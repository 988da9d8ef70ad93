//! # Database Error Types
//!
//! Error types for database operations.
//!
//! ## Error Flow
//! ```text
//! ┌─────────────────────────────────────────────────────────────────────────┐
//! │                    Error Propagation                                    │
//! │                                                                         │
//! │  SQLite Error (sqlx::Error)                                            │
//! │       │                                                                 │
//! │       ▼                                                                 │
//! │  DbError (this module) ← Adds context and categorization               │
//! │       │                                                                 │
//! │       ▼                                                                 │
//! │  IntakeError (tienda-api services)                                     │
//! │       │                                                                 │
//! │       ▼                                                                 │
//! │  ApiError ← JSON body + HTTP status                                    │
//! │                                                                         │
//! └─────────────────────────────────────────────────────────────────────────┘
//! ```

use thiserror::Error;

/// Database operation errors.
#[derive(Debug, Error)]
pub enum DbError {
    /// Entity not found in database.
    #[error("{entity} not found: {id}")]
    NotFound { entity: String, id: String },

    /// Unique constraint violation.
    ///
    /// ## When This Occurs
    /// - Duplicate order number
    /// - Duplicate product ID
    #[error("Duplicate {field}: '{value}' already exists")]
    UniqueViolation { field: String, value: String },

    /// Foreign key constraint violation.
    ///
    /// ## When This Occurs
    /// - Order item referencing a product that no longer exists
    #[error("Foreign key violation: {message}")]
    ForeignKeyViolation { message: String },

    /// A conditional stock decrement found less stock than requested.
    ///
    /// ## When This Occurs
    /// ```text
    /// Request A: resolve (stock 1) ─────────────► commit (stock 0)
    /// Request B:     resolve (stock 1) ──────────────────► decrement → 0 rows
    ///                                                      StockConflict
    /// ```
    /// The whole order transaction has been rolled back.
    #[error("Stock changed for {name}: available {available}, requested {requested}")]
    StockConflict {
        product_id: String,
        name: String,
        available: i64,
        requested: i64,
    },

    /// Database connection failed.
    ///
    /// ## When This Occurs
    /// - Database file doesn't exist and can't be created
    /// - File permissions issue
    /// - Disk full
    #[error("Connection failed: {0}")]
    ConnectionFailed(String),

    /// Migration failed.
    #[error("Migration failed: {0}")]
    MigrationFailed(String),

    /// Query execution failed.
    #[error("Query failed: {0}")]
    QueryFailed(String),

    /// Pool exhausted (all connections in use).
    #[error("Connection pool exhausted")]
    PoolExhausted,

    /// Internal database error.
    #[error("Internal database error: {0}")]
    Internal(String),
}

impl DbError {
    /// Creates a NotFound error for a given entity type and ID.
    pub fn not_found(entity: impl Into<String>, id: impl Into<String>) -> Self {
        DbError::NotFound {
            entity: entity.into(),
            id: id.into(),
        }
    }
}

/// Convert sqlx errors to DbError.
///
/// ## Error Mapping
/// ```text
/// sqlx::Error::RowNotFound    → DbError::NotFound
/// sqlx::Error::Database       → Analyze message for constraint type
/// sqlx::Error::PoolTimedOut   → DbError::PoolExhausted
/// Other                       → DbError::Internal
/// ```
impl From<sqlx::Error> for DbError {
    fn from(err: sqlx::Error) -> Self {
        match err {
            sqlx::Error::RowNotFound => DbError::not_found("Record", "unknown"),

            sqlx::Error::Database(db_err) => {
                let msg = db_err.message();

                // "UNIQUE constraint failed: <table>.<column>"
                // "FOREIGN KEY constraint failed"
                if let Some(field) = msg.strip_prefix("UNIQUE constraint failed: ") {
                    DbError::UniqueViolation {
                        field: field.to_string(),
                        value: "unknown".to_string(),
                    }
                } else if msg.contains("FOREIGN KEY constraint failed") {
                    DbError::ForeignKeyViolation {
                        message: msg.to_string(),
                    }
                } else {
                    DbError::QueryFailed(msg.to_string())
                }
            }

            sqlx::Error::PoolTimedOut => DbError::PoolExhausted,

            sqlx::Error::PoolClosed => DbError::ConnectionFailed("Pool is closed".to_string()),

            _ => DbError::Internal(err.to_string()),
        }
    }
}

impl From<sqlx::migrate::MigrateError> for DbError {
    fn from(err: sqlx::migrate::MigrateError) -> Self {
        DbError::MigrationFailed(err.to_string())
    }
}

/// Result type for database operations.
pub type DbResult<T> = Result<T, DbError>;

----

**WHAT YOU SHOULD DO:** Copy each line above holding "unknown".

**TASK RESPONSE:**
            sqlx::Error::RowNotFound => DbError::not_found("Record", "unknown"),
                        value: "unknown".to_string(),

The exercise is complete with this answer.